By Tesfa-Alem Tekle
November 25, 2011 (ADDIS ABABA) – Ethiopia and other sub-Saharan African countries are amongst the worst hit in a brain-drain, seeing mass migration of skilled professional and subjecting countries to a massive economic loss, a new study released on Friday reveals.
According to research by Canadian scientists, nine African countries known to produce a large number of qualified professionals in the medical field are losing the equivalent of US$2 billion per year due to their healthcare professionals seeking employment in wealthier countries.
"Developing countries are effectively paying to train staff who then support the health services of developed countries," states the report.
It was found that South Africa and Zimbabwe experience the greatest migration of healthcare professionals while Australia, Canada, the UK and the US were the greatest beneficiaries of health professional immigration.
Other African countries hard hit by the exodus include Ethiopia, Kenya, Malawi, Nigeria, Tanzania, Uganda and Zambia.

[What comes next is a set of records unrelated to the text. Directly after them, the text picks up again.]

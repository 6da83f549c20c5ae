//! The dependency tracker and worker pool: turns a flat `Actions`
//! list plus `Deps[i]` into a ready queue workers pull from, tracks
//! per-cycle completion for watch mode, and supports in-flight
//! cancellation-by-path for deduplicating a superseded observation.
//!
//! The tracker assigns its own globally unique ids to actions as they're
//! added (`add_plan`) rather than reusing `Action::seq`, because in watch
//! mode every re-plan restarts its local indices at zero while a prior
//! cycle's actions may still be draining.

use std::collections::{HashMap, HashSet, VecDeque};
use std::sync::Arc;

use tokio::sync::{mpsc, watch, Mutex, Notify};
use tokio_util::sync::CancellationToken;
use tracing::{debug, warn};

use syncdrive_core::domain::{Action, ActionPlan, CycleId, Outcome, SyncPath};

/// One action as tracked internally: the action itself, which cycle it
/// belongs to, and the cancellation token a worker's handler should observe
/// if this path gets superseded mid-flight.
#[derive(Clone)]
pub struct TrackedAction {
    pub id: usize,
    pub cycle_id: CycleId,
    pub action: Action,
    pub cancel: CancellationToken,
}

struct CycleBookkeeping {
    pending: usize,
    failed: bool,
    done_tx: watch::Sender<bool>,
}

struct State {
    remaining: HashMap<usize, usize>,
    dependents: HashMap<usize, Vec<usize>>,
    tracked: HashMap<usize, TrackedAction>,
    ready: VecDeque<usize>,
    inflight: HashMap<String, usize>,
    cycles: HashMap<CycleId, CycleBookkeeping>,
    next_id: usize,
}

/// The DAG-aware scheduler driving plan execution. Cheaply cloneable via `Arc`
/// for sharing between the engine and the worker pool.
pub struct DependencyTracker {
    state: Mutex<State>,
    notify: Notify,
}

impl Default for DependencyTracker {
    fn default() -> Self {
        Self::new()
    }
}

impl DependencyTracker {
    pub fn new() -> Self {
        Self {
            state: Mutex::new(State {
                remaining: HashMap::new(),
                dependents: HashMap::new(),
                tracked: HashMap::new(),
                ready: VecDeque::new(),
                inflight: HashMap::new(),
                cycles: HashMap::new(),
                next_id: 0,
            }),
            notify: Notify::new(),
        }
    }

    /// Registers every action in `plan` under a fresh `cycle_id`, remapping
    /// the plan's local `depends_on` indices to the tracker's global ids.
    /// Returns the global id assigned to each local index, in plan order.
    pub async fn add_plan(&self, plan: ActionPlan, cycle_id: CycleId) -> Vec<usize> {
        let mut state = self.state.lock().await;

        let local_to_global: Vec<usize> = (0..plan.actions.len())
            .map(|_| {
                let id = state.next_id;
                state.next_id += 1;
                id
            })
            .collect();

        let (done_tx, _) = watch::channel(false);
        state.cycles.insert(
            cycle_id,
            CycleBookkeeping {
                pending: plan.actions.len(),
                failed: false,
                done_tx,
            },
        );

        for (local_idx, action) in plan.actions.iter().enumerate() {
            let id = local_to_global[local_idx];
            let dep_ids: Vec<usize> = action
                .depends_on
                .iter()
                .map(|&dep_local| local_to_global[dep_local])
                .collect();

            for &dep in &dep_ids {
                state.dependents.entry(dep).or_default().push(id);
            }
            state.remaining.insert(id, dep_ids.len());
            state.tracked.insert(
                id,
                TrackedAction {
                    id,
                    cycle_id,
                    action: action.clone(),
                    cancel: CancellationToken::new(),
                },
            );

            if dep_ids.is_empty() {
                state.ready.push_back(id);
            }
        }

        if plan.actions.is_empty() {
            // A plan with no actions completes its own cycle immediately.
            self.finish_cycle_if_done(&mut state, cycle_id);
        }

        drop(state);
        self.notify.notify_waiters();
        local_to_global
    }

    /// Blocks until a ready action is available or `cancel` fires. Marks the
    /// action's path in-flight so `has_in_flight`/`cancel_by_path` can see it
    /// between now and the matching `complete`.
    pub async fn next(&self, cancel: &CancellationToken) -> Option<TrackedAction> {
        loop {
            {
                let mut state = self.state.lock().await;
                if let Some(id) = state.ready.pop_front() {
                    let tracked = state.tracked.get(&id).cloned().expect("ready id must be tracked");
                    state.inflight.insert(tracked.action.path.as_str().to_string(), id);
                    return Some(tracked);
                }
            }
            tokio::select! {
                _ = self.notify.notified() => {}
                _ = cancel.cancelled() => return None,
            }
        }
    }

    /// Marks an action complete, propagating readiness to its dependents and
    /// decrementing its cycle's pending counter.
    pub async fn complete(&self, id: usize, success: bool) {
        let mut state = self.state.lock().await;

        let Some(tracked) = state.tracked.get(&id).cloned() else {
            warn!(id, "complete() called for unknown action id");
            return;
        };
        state.inflight.remove(tracked.action.path.as_str());

        let dependents = state.dependents.remove(&id).unwrap_or_default();
        for dependent in dependents {
            if let Some(count) = state.remaining.get_mut(&dependent) {
                *count = count.saturating_sub(1);
                if *count == 0 {
                    state.ready.push_back(dependent);
                }
            }
        }

        if let Some(bookkeeping) = state.cycles.get_mut(&tracked.cycle_id) {
            bookkeeping.pending = bookkeeping.pending.saturating_sub(1);
            if !success {
                bookkeeping.failed = true;
            }
        }

        let cycle_id = tracked.cycle_id;
        self.finish_cycle_if_done(&mut state, cycle_id);

        drop(state);
        self.notify.notify_waiters();
    }

    fn finish_cycle_if_done(&self, state: &mut State, cycle_id: CycleId) {
        if let Some(bookkeeping) = state.cycles.get(&cycle_id) {
            if bookkeeping.pending == 0 {
                let _ = bookkeeping.done_tx.send(true);
            }
        }
    }

    /// Awaits `CycleDone(cycle_id)`: resolves once every action added under
    /// this cycle has completed (successfully or not). Returns whether any
    /// action in the cycle failed.
    pub async fn wait_cycle_done(&self, cycle_id: CycleId) -> bool {
        let mut rx = {
            let state = self.state.lock().await;
            match state.cycles.get(&cycle_id) {
                Some(b) => b.done_tx.subscribe(),
                None => return false,
            }
        };
        if !*rx.borrow() {
            let _ = rx.changed().await;
        }
        let state = self.state.lock().await;
        state.cycles.get(&cycle_id).map(|b| b.failed).unwrap_or(false)
    }

    pub async fn has_in_flight(&self, path: &SyncPath) -> bool {
        self.state.lock().await.inflight.contains_key(path.as_str())
    }

    /// Cancels the in-flight action at `path`, if any, by firing its
    /// cancellation token. Does not remove it from tracking - the worker
    /// executing it is responsible for observing cancellation, returning a
    /// failed outcome, and calling `complete` as usual so the DAG still
    /// unblocks; the caller then enqueues the superseding action fresh.
    pub async fn cancel_by_path(&self, path: &SyncPath) {
        let state = self.state.lock().await;
        if let Some(&id) = state.inflight.get(path.as_str()) {
            if let Some(tracked) = state.tracked.get(&id) {
                debug!(path = path.as_str(), id, "cancelling superseded in-flight action");
                tracked.cancel.cancel();
            }
        }
    }

    /// Drops bookkeeping for a finished cycle (tracked actions, dependency
    /// edges, and the pending counter were already cleared by `complete`;
    /// this just removes the cycle's entry itself).
    pub async fn cleanup_cycle(&self, cycle_id: CycleId) {
        let mut state = self.state.lock().await;
        state.cycles.remove(&cycle_id);
        let stale: Vec<usize> = state
            .tracked
            .iter()
            .filter(|(_, t)| t.cycle_id == cycle_id)
            .map(|(id, _)| *id)
            .collect();
        for id in stale {
            state.tracked.remove(&id);
        }
    }
}

/// One worker's report after executing (or being cancelled out of) a single
/// action.
#[derive(Debug, Clone)]
pub struct WorkerResult {
    pub id: usize,
    pub cycle_id: CycleId,
    pub path: SyncPath,
    pub success: bool,
    pub err_msg: Option<String>,
}

/// What a worker does with a dispatched action: run the handler, then
/// persist its outcome to the baseline. Kept as one trait (rather than a
/// handler trait plus a separate committer) because building the baseline
/// upsert from an `Outcome` needs the same action-type-specific knowledge
/// the handler already has.
#[async_trait::async_trait]
pub trait ActionRunner: Send + Sync {
    /// Executes `action`, returning its outcome. Implementations should
    /// check `cancel` at I/O suspension points and return promptly with a
    /// failed outcome if it fires.
    async fn run(&self, action: &Action, cancel: &CancellationToken) -> Outcome;

    /// Buffers `outcome` against `cycle_id` for the caller's later batched
    /// `BaselineStore::commit_cycle` call. Called before `complete` so a
    /// dependent that becomes ready can immediately see the pending state
    /// through the runner's own in-memory view, even though nothing is
    /// durable yet.
    async fn commit(&self, cycle_id: CycleId, action: &Action, outcome: &Outcome);
}

/// Spawns `worker_count` tasks pulling from `tracker`, each running actions
/// through `runner` until `shutdown` fires. Results are published on the
/// returned channel; the caller drains it to build the cycle report.
pub fn spawn_workers(
    tracker: Arc<DependencyTracker>,
    runner: Arc<dyn ActionRunner>,
    worker_count: usize,
    shutdown: CancellationToken,
) -> (Vec<tokio::task::JoinHandle<()>>, mpsc::Receiver<WorkerResult>) {
    let (tx, rx) = mpsc::channel(worker_count.max(1) * 4);

    let handles = (0..worker_count.max(1))
        .map(|worker_idx| {
            let tracker = tracker.clone();
            let runner = runner.clone();
            let shutdown = shutdown.clone();
            let tx = tx.clone();
            tokio::spawn(async move {
                loop {
                    let Some(tracked) = tracker.next(&shutdown).await else {
                        debug!(worker_idx, "worker stopping: shutdown requested");
                        break;
                    };

                    let outcome = runner.run(&tracked.action, &tracked.cancel).await;
                    if outcome.success {
                        runner.commit(tracked.cycle_id, &tracked.action, &outcome).await;
                    }

                    let result = WorkerResult {
                        id: tracked.id,
                        cycle_id: tracked.cycle_id,
                        path: tracked.action.path.clone(),
                        success: outcome.success,
                        err_msg: outcome.error.clone(),
                    };

                    tracker.complete(tracked.id, outcome.success).await;

                    if tx.send(result).await.is_err() {
                        break;
                    }
                }
            })
        })
        .collect();

    (handles, rx)
}

#[cfg(test)]
mod tests {
    use super::*;
    use syncdrive_core::domain::{ActionType, DriveId};
    use tokio::time::{timeout, Duration};

    fn action(seq: usize, path: &str, deps: Vec<usize>) -> Action {
        let mut a = Action::new(
            seq,
            ActionType::Upload,
            DriveId::new("d1".into()).unwrap(),
            SyncPath::new(path).unwrap(),
        );
        a.depends_on = deps;
        a
    }

    #[tokio::test]
    async fn independent_actions_are_all_ready_immediately() {
        let tracker = DependencyTracker::new();
        let plan = ActionPlan {
            actions: vec![action(0, "a.txt", vec![]), action(1, "b.txt", vec![])],
        };
        let cycle = CycleId::new();
        tracker.add_plan(plan, cycle).await;

        let cancel = CancellationToken::new();
        let first = tracker.next(&cancel).await.unwrap();
        let second = tracker.next(&cancel).await.unwrap();
        let paths: HashSet<_> = [first.action.path.as_str(), second.action.path.as_str()]
            .into_iter()
            .collect();
        assert!(paths.contains("a.txt") && paths.contains("b.txt"));
    }

    #[tokio::test]
    async fn dependent_action_waits_for_its_dependency() {
        let tracker = DependencyTracker::new();
        let plan = ActionPlan {
            actions: vec![action(0, "folder", vec![]), action(1, "folder/child.txt", vec![0])],
        };
        let cycle = CycleId::new();
        tracker.add_plan(plan, cycle).await;

        let cancel = CancellationToken::new();
        let first = tracker.next(&cancel).await.unwrap();
        assert_eq!(first.action.path.as_str(), "folder");

        // child isn't ready yet; next() would block, so race it against a
        // short timeout to prove it's not immediately available.
        let not_yet = timeout(Duration::from_millis(50), tracker.next(&cancel)).await;
        assert!(not_yet.is_err());

        tracker.complete(first.id, true).await;
        let second = tracker.next(&cancel).await.unwrap();
        assert_eq!(second.action.path.as_str(), "folder/child.txt");
    }

    #[tokio::test]
    async fn cycle_done_reports_failure_when_any_action_fails() {
        let tracker = DependencyTracker::new();
        let plan = ActionPlan {
            actions: vec![action(0, "a.txt", vec![]), action(1, "b.txt", vec![])],
        };
        let cycle = CycleId::new();
        tracker.add_plan(plan, cycle).await;

        let cancel = CancellationToken::new();
        let first = tracker.next(&cancel).await.unwrap();
        let second = tracker.next(&cancel).await.unwrap();
        tracker.complete(first.id, true).await;
        tracker.complete(second.id, false).await;

        let failed = tracker.wait_cycle_done(cycle).await;
        assert!(failed);
    }

    #[tokio::test]
    async fn empty_plan_completes_its_cycle_immediately() {
        let tracker = DependencyTracker::new();
        let cycle = CycleId::new();
        tracker.add_plan(ActionPlan::default(), cycle).await;
        let failed = tracker.wait_cycle_done(cycle).await;
        assert!(!failed);
    }

    #[tokio::test]
    async fn cancel_by_path_fires_the_in_flight_token() {
        let tracker = DependencyTracker::new();
        let plan = ActionPlan {
            actions: vec![action(0, "a.txt", vec![])],
        };
        let cycle = CycleId::new();
        tracker.add_plan(plan, cycle).await;

        let cancel = CancellationToken::new();
        let tracked = tracker.next(&cancel).await.unwrap();
        assert!(tracker.has_in_flight(&SyncPath::new("a.txt").unwrap()).await);

        tracker.cancel_by_path(&SyncPath::new("a.txt").unwrap()).await;
        assert!(tracked.cancel.is_cancelled());
    }
}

The researchers, led by Edward Mills, chair of global health at the University of Ottawa, called for investment in doctor training in African countries to fill the gap which is already creating a weak healthcare system and further complicating the continent’s ongoing efforts to tackle epidemics of infectious diseases like HIV/AIDS, tuberculosis (TB) and malaria.
"Many wealthy destination countries, which also train fewer doctors than are required, depend on immigrant doctors to make up the shortfall," the British Medical Journal quoted the scientists’ team as saying.
The African continent as a whole is losing many highly qualified professionals trained in other fields, which has significant economic ramifications.
Ethiopia, Nigeria, Kenya and South Africa are currently suffering the worst brain-drains of any country in the world.
According to a recent study presented at the National Symposium on Ethiopian Diasporas, Ethiopia has lost 75% of its skilled professionals during the past ten years.